It was not long before Grottkau was made editor of the daily Arbeiter-Zeitung, working closely alongside managing editor August Spies, a man later killed in a retaliatory execution in the aftermath of the May 1886 Haymarket bombing. Together with Spies and the American-born Albert Parsons, Grottkau emerged as one of the leaders of the radical movement in Chicago during the tumultuous end of the 1870s and first years of the 1880s.

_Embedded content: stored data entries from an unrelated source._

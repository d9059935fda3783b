//! Integration test: coolStep current regulation and stall detection.

use rocker_common::error::DriverFlags;
use rocker_common::protocol::{Datagram, Instruction, Status};

use rocker_control_unit::config::load_config_from_str;

use super::rig::{Rig, axis0};

const COOLSTEP_AXIS: &str = r#"
[[axes]]
[axes.closed_loop]
current_scaler_start_up = 150
upscale_delay = 10
downscale_delay = 4

[axes.cool_step]
enabled = true
"#;

fn coolstep_rig() -> Rig<Datagram> {
    let loaded = load_config_from_str(COOLSTEP_AXIS).unwrap();
    Rig::new(loaded.store)
}

fn smart_energy(rig: &Rig<Datagram>) -> u8 {
    rig.scheduler.state().axis(axis0()).regulator.smart_energy()
}

#[test]
fn scaler_rises_after_exactly_upscale_delay_ticks() {
    let mut rig = coolstep_rig();
    // Tick 1 dispatches the rotate; the ramp moves from tick 2 on.
    rig.send(Instruction::RotateRight, 0, 0, 1000);
    rig.run(10);
    assert_eq!(smart_energy(&rig), 150);
    rig.step();
    assert_eq!(smart_energy(&rig), 151);
}

#[test]
fn scaler_stays_within_bounds_under_changing_load() {
    let mut rig = coolstep_rig();
    rig.send(Instruction::RotateRight, 0, 0, 1000);
    rig.step();
    assert_eq!(rig.sap(113, 0, 120), Status::Ok);
    assert_eq!(rig.sap(114, 0, 160), Status::Ok);

    for phase in 0..6u16 {
        let load = if phase % 2 == 0 { 0 } else { 600 };
        rig.sim().set_load(axis0(), load);
        for _ in 0..200 {
            rig.step();
            let se = smart_energy(&rig);
            assert!((120..=160).contains(&se), "SmartEnergy {se} out of bounds");
        }
    }
}

#[test]
fn scaler_scales_run_current() {
    let mut rig = coolstep_rig();
    rig.send(Instruction::RotateRight, 0, 0, 1000);
    rig.run(2);
    rig.sim().set_load(axis0(), 300);
    rig.step();
    // 128 × 150 / 255
    assert_eq!(rig.sim().last_output(axis0()).current, 75);
}

#[test]
fn standby_current_at_rest() {
    let mut rig = Rig::defaults();
    rig.run(3);
    assert_eq!(rig.sim().last_output(axis0()).current, 32);
    assert_eq!(rig.gap(205, 0), 1); // StandbyFlag
}

#[test]
fn load_at_gamma_flags_stall_within_one_tick() {
    let mut rig = Rig::defaults();
    rig.sim().set_load(axis0(), 254);
    rig.step();
    assert!(!rig.scheduler.state().axis(axis0()).stall.stalled());

    rig.sim().set_load(axis0(), 255);
    rig.step();
    assert!(rig.scheduler.state().axis(axis0()).stall.stalled());
    assert_eq!(rig.gap(206, 0), 255); // StallLevel
    assert_eq!(rig.gap(208, 0), 1); // StallFlag
}

#[test]
fn stall_stops_axis_above_stall_v_min() {
    let mut rig = Rig::defaults();
    assert_eq!(rig.sap(181, 0, 100), Status::Ok);
    rig.sim().set_load(axis0(), 400);

    // Tick 1: rotate accepted at rest. Tick 2: moving, stalled, stopped.
    rig.send(Instruction::RotateRight, 0, 0, 5000);
    let reports = rig.run(2);
    assert_eq!(reports[0].stall_stops, 0);
    assert_eq!(reports[1].stall_stops, 1);
    assert_eq!(rig.gap(2, 0), 0);
    rig.run(50);
    assert_eq!(rig.sim().velocity(axis0()), 0);
}

#[test]
fn driver_status_bits_are_reported() {
    let mut rig = Rig::defaults();
    rig.sim().set_driver_flags(axis0(), DriverFlags::OVERTEMP_WARNING | DriverFlags::STANDSTILL);
    rig.step();
    let flags = DriverFlags::from_bits_truncate(rig.gap(207, 0) as u8);
    assert_eq!(flags, DriverFlags::OVERTEMP_WARNING | DriverFlags::STANDSTILL);
    assert!(!flags.has_fault());
}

During this interval the socialist movement of Chicago, centered around branches of the Socialist Labor Party of America (SLP), began to turn towards the ideas of armed insurrection and anarchism. Membership in the SLP plummeted, hitting a low water mark of just 1500 members in 1883, while the number of semi-independent anarchist "groups" multiplied and their membership rolls proliferated. Grottkau, like many others, was briefly swept up in this tide, and the Arbeiter-Zeitung was made a leading voice of American anarchism.

In the view of historian Howard H. Quint the reason for Grottkau's willingness to cast his lot with the so-called Social Revolutionaries (i.e. the Anarchists) in the early 1880s was related not to his affinity for their paramilitary auxiliary, units of the Lehr und Wehr Verein (Educational and Defensive Society), but rather due to a desire to change the personnel and tepid policy of the SLP, exemplified by the group's National Secretary, Philip Van Patten. While the meddling of Van Patten and the Detroit-based National Executive Committee of the SLP may have been Grottkau's primary objection, he nevertheless went all the way with the anarchist wing for a time, going so far as to himself briefly join the Lehr und Wehr Verein.

Grottkau ultimately broke with Spies, Parsons, and the Social Revolutionaries following the 1883 Pittsburgh Convention of the Revolutionary Socialist Party, which formally rejected socialist collectivism in favor of communist anarchism. In the aftermath the Socialist Revolutionaries went over to full-fledged anarchism, while the more moderate and electorally oriented elements such as Grottkau returned to the ranks of the SLP.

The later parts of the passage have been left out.